Answer with one number: the count of lines in the listing below that hold the word "type".

__Material provided__.

Segment Open

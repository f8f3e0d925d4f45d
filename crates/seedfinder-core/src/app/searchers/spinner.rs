//! C-Gear spinner search
//!
//! Finds the C-Gear seeds whose spinner shows an observed sequence of
//! directions starting at any frame of the window.

use crate::app::search::{FrameSearcher, Search};
use crate::domain::criteria::{CriteriaError, ExpectedResults, FrameRange, ResultEstimate};
use crate::domain::frame::{FrameGenerator, SpinDirection, SpinnerGenerator};
use crate::domain::seed::CGearSeed;
use crate::domain::seed_gen::{CGearSeedGenerator, ClockRange, SeedGenerator, Timed};
use serde::{Deserialize, Serialize};

#[derive(Clone, Debug, PartialEq, Eq, Serialize, Deserialize)]
pub struct SpinnerCriteria {
    pub clock: ClockRange,
    pub min_delay: u32,
    pub max_delay: u32,
    pub mac_address: u64,
    pub sequence: Vec<SpinDirection>,
    /// Frames the observed sequence may start on
    pub frames: FrameRange,
}

#[derive(Clone, Copy, Debug, PartialEq, Eq, Hash, Serialize, Deserialize)]
pub struct SpinnerResult {
    pub seed: Timed<CGearSeed>,
    /// Frame of the first observed direction
    pub frame: u32,
}

#[derive(Clone, Debug)]
pub struct SpinnerSearch {
    criteria: SpinnerCriteria,
}

impl SpinnerSearch {
    pub fn new(criteria: SpinnerCriteria) -> Result<Self, CriteriaError> {
        if criteria.sequence.is_empty() {
            return Err(CriteriaError::EmptySpinSequence);
        }
        let search = Self { criteria };
        search.seeds()?;
        Ok(search)
    }
}

impl FrameSearcher for SpinnerSearch {
    type Seed = Timed<CGearSeed>;
    type Result = SpinnerResult;

    fn search_seed(&self, seed: Timed<CGearSeed>, on_match: &mut dyn FnMut(SpinnerResult)) {
        let c = &self.criteria;
        let mut generator = SpinnerGenerator::new(seed.seed);
        if c.frames.min() > 1 {
            generator.skip(c.frames.min() - 1);
        }
        let len = c.sequence.len();
        let directions = generator.sequence(c.frames.len() as usize + len - 1);
        for (frame, window) in (c.frames.min()..).zip(directions.windows(len)) {
            if window == c.sequence.as_slice() {
                on_match(SpinnerResult { seed, frame });
            }
        }
    }
}

impl Search for SpinnerSearch {
    type Seeds = CGearSeedGenerator;

    fn seeds(&self) -> Result<CGearSeedGenerator, CriteriaError> {
        let c = &self.criteria;
        CGearSeedGenerator::new(&c.clock, c.min_delay, c.max_delay, c.mac_address)
    }
}

impl ExpectedResults for SpinnerSearch {
    fn expected_number_of_results(&self) -> Result<u64, CriteriaError> {
        let c = &self.criteria;
        let estimate = ResultEstimate::new(self.seeds()?.num_seeds(), c.frames.len());
        Ok(c.sequence
            .iter()
            .fold(estimate, |estimate, _| estimate.fraction(1, SpinDirection::ALL.len() as u64))
            .value())
    }
}

#[cfg(test)]
mod tests {
    use super::*;
    use crate::app::search::SearchRunner;
    use crate::domain::seed::{GameDate, TimeFilter};

    fn criteria(sequence: Vec<SpinDirection>) -> SpinnerCriteria {
        let day = GameDate::new(2011, 11, 11).unwrap();
        let filter = TimeFilter::all().hours(11..=11).minutes(11..=11).seconds(0..=59);
        SpinnerCriteria {
            clock: ClockRange::new(day, day, filter).unwrap(),
            min_delay: 0x300,
            max_delay: 0x30F,
            mac_address: 0x0009_BF6D_93CE,
            sequence,
            frames: FrameRange::new(1, 5).unwrap(),
        }
    }

    #[test]
    fn test_finds_observed_sequence() {
        let any = SpinnerSearch::new(criteria(vec![SpinDirection::Up])).unwrap();
        let mut seeds = any.seeds().unwrap();
        for _ in 0..100 {
            seeds.next_seed();
        }
        let target = seeds.next_seed().unwrap();
        let mut generator = SpinnerGenerator::new(target.seed);
        generator.skip(2);
        let observed = generator.sequence(6);

        let search = SpinnerSearch::new(criteria(observed.clone())).unwrap();
        let mut results = Vec::new();
        SearchRunner::search(search.seeds().unwrap(), &search, |r| results.push(r), |_| true);
        assert!(results.contains(&SpinnerResult { seed: target, frame: 3 }));

        for result in results {
            let mut replay = SpinnerGenerator::new(result.seed.seed);
            replay.skip(result.frame - 1);
            assert_eq!(replay.sequence(observed.len()), observed);
        }
    }

    #[test]
    fn test_single_direction_hits_every_eighth() {
        let search = SpinnerSearch::new(criteria(vec![SpinDirection::Down])).unwrap();
        let summary = SearchRunner::search(search.seeds().unwrap(), &search, |_| {}, |_| true);
        // 60 * 16 seeds, 5 frames each
        assert_eq!(search.expected_number_of_results().unwrap(), 600);
        assert!(summary.results > 400 && summary.results < 800);
    }

    #[test]
    fn test_empty_sequence_rejected() {
        let err = SpinnerSearch::new(criteria(Vec::new())).unwrap_err();
        assert_eq!(err, CriteriaError::EmptySpinSequence);
    }
}
//! Search workflow
//!
//! This module runs a [`FrameSearcher`] over every seed of a
//! [`SeedGenerator`], either on the calling thread or sharded across worker
//! threads.
//!
//! Threaded searches use scoped threads and one channel. Workers send
//! `Match`, `Progress` and `Finished` events; the calling thread blocks on the
//! channel, forwards matches, sums progress, and latches a cancel request
//! into a shared flag that workers poll once per progress interval.

use crate::constants::progress_interval;
use crate::domain::criteria::{CriteriaError, FrameRange};
use crate::domain::frame::FrameGenerator;
use crate::domain::seed_gen::SeedGenerator;
use serde::{Deserialize, Serialize};
use std::marker::PhantomData;
use std::sync::atomic::{AtomicBool, Ordering};
use std::sync::mpsc;
use std::thread;
use tracing::{debug, info};

// =============================================================================
// Searcher contracts
// =============================================================================

/// Checks the frames of one seed
pub trait FrameSearcher: Sync {
    type Seed;
    type Result: Send;

    /// Call `on_match` once for every matching frame of `seed`
    fn search_seed(&self, seed: Self::Seed, on_match: &mut dyn FnMut(Self::Result));
}

/// A searcher that also knows its seed space
pub trait Search: FrameSearcher {
    type Seeds: SeedGenerator<Seed = Self::Seed>;

    fn seeds(&self) -> Result<Self::Seeds, CriteriaError>;
}

/// Advance `generator` to `range.min()` and visit every frame through
/// `range.max()`
///
/// Frames at or before the generator's current position are not revisited,
/// so generators that start at an offset clip the window.
pub fn scan_window<G: FrameGenerator>(generator: &mut G, range: FrameRange, mut visit: impl FnMut(&G::Frame)) {
    let start = range.min().max(generator.frame_number() + 1);
    if start > range.max() {
        return;
    }
    generator.skip(start - generator.frame_number());
    visit(generator.current());
    while generator.frame_number() < range.max() {
        generator.advance();
        visit(generator.current());
    }
}

/// Searcher built from a generator factory and a frame predicate
///
/// Results are `(seed, frame)` pairs.
pub struct WindowSearcher<S, F, P> {
    range: FrameRange,
    factory: F,
    predicate: P,
    _seed: PhantomData<fn(S)>,
}

impl<S, F, P> WindowSearcher<S, F, P> {
    pub fn new(range: FrameRange, factory: F, predicate: P) -> Self {
        Self {
            range,
            factory,
            predicate,
            _seed: PhantomData,
        }
    }
}

impl<S, G, F, P> FrameSearcher for WindowSearcher<S, F, P>
where
    S: Clone + Send,
    G: FrameGenerator,
    G::Frame: Clone + Send,
    F: Fn(&S) -> G + Sync,
    P: Fn(&G::Frame) -> bool + Sync,
{
    type Seed = S;
    type Result = (S, G::Frame);

    fn search_seed(&self, seed: S, on_match: &mut dyn FnMut(Self::Result)) {
        let mut generator = (self.factory)(&seed);
        scan_window(&mut generator, self.range, |frame| {
            if (self.predicate)(frame) {
                on_match((seed.clone(), frame.clone()));
            }
        });
    }
}

// =============================================================================
// Runner
// =============================================================================

/// Runner configuration
#[derive(Clone, Copy, Debug, Default, PartialEq, Eq, Serialize, Deserialize)]
pub struct SearchOptions {
    /// Worker threads (`None` = one per available core)
    pub threads: Option<usize>,
}

impl SearchOptions {
    pub fn single_threaded() -> Self {
        Self { threads: Some(1) }
    }

    pub fn thread_count(&self) -> usize {
        self.threads
            .unwrap_or_else(|| thread::available_parallelism().map(|n| n.get()).unwrap_or(1))
            .max(1)
    }
}

/// Outcome counters of one search
#[derive(Clone, Copy, Debug, Default, PartialEq, Eq)]
pub struct SearchSummary {
    pub seeds_searched: u64,
    pub results: u64,
    pub cancelled: bool,
}

enum Event<R> {
    Match(R),
    Progress(u64),
    Finished { searched: u64 },
}

#[derive(Clone, Copy, Debug, Default)]
pub struct SearchRunner {
    options: SearchOptions,
}

impl SearchRunner {
    pub fn new(options: SearchOptions) -> Self {
        Self { options }
    }

    /// Search `search`'s seed space with the configured thread count
    pub fn run<S, R, P>(&self, search: &S, on_result: R, on_progress: P) -> Result<SearchSummary, CriteriaError>
    where
        S: Search,
        S::Seed: Send,
        R: FnMut(S::Result),
        P: FnMut(f64) -> bool,
    {
        let seeds = search.seeds()?;
        if self.options.thread_count() == 1 {
            Ok(Self::search(seeds, search, on_result, on_progress))
        } else {
            Ok(self.search_threaded(seeds, search, on_result, on_progress))
        }
    }

    /// Search on the calling thread
    ///
    /// `on_progress` receives the percentage of the whole space covered
    /// since its last call; returning `false` stops the search.
    pub fn search<G, S, R, P>(mut seeds: G, searcher: &S, mut on_result: R, mut on_progress: P) -> SearchSummary
    where
        G: SeedGenerator,
        S: FrameSearcher<Seed = G::Seed> + ?Sized,
        R: FnMut(S::Result),
        P: FnMut(f64) -> bool,
    {
        let total = seeds.num_seeds();
        let interval = progress_interval(total);
        info!(seeds = total, threads = 1, "search started");

        let mut summary = SearchSummary::default();
        let mut pending = 0u64;
        while let Some(seed) = seeds.next_seed() {
            searcher.search_seed(seed, &mut |result| {
                summary.results += 1;
                on_result(result);
            });
            summary.seeds_searched += 1;
            pending += 1;
            if pending == interval {
                pending = 0;
                if !on_progress(percent(interval, total)) {
                    summary.cancelled = true;
                    break;
                }
            }
        }
        if !summary.cancelled && pending > 0 {
            on_progress(percent(pending, total));
        }

        info!(
            searched = summary.seeds_searched,
            results = summary.results,
            cancelled = summary.cancelled,
            "search finished"
        );
        summary
    }

    /// Shard the seed space across worker threads
    ///
    /// Callbacks run on the calling thread. Results from different shards
    /// arrive in no particular order.
    pub fn search_threaded<G, S, R, P>(
        &self,
        seeds: G,
        searcher: &S,
        mut on_result: R,
        mut on_progress: P,
    ) -> SearchSummary
    where
        G: SeedGenerator,
        S: FrameSearcher<Seed = G::Seed> + ?Sized,
        R: FnMut(S::Result),
        P: FnMut(f64) -> bool,
    {
        let total = seeds.num_seeds();
        let interval = progress_interval(total);
        let shards = seeds.split(self.options.thread_count());
        info!(seeds = total, threads = shards.len(), "search started");
        for (i, shard) in shards.iter().enumerate() {
            debug!(shard = i, seeds = shard.num_seeds(), "shard layout");
        }

        let cancel = AtomicBool::new(false);
        let mut summary = SearchSummary::default();

        thread::scope(|scope| {
            let (tx, rx) = mpsc::channel::<Event<S::Result>>();
            let workers = shards.len();

            for mut shard in shards {
                let tx = tx.clone();
                let cancel = &cancel;
                scope.spawn(move || {
                    let mut searched = 0u64;
                    let mut pending = 0u64;
                    while let Some(seed) = shard.next_seed() {
                        searcher.search_seed(seed, &mut |result| {
                            // the receiver outlives every worker
                            let _ = tx.send(Event::Match(result));
                        });
                        searched += 1;
                        pending += 1;
                        if pending == interval {
                            let _ = tx.send(Event::Progress(pending));
                            pending = 0;
                            if cancel.load(Ordering::Relaxed) {
                                break;
                            }
                        }
                    }
                    if pending > 0 {
                        let _ = tx.send(Event::Progress(pending));
                    }
                    let _ = tx.send(Event::Finished { searched });
                });
            }
            drop(tx);

            let mut finished = 0usize;
            while finished < workers {
                let Ok(first) = rx.recv() else {
                    break;
                };
                let mut progressed = 0u64;
                for event in std::iter::once(first).chain(rx.try_iter()) {
                    match event {
                        Event::Match(result) => {
                            summary.results += 1;
                            on_result(result);
                        }
                        Event::Progress(n) => progressed += n,
                        Event::Finished { searched } => {
                            summary.seeds_searched += searched;
                            finished += 1;
                        }
                    }
                }
                if progressed > 0
                    && !cancel.load(Ordering::Relaxed)
                    && !on_progress(percent(progressed, total))
                {
                    cancel.store(true, Ordering::Relaxed);
                }
            }
        });

        summary.cancelled = cancel.load(Ordering::Relaxed);
        info!(
            searched = summary.seeds_searched,
            results = summary.results,
            cancelled = summary.cancelled,
            "search finished"
        );
        summary
    }
}

#[inline]
fn percent(seeds: u64, total: u64) -> f64 {
    if total == 0 {
        return 100.0;
    }
    seeds as f64 * 100.0 / total as f64
}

Segment Closed

__Response box__. 8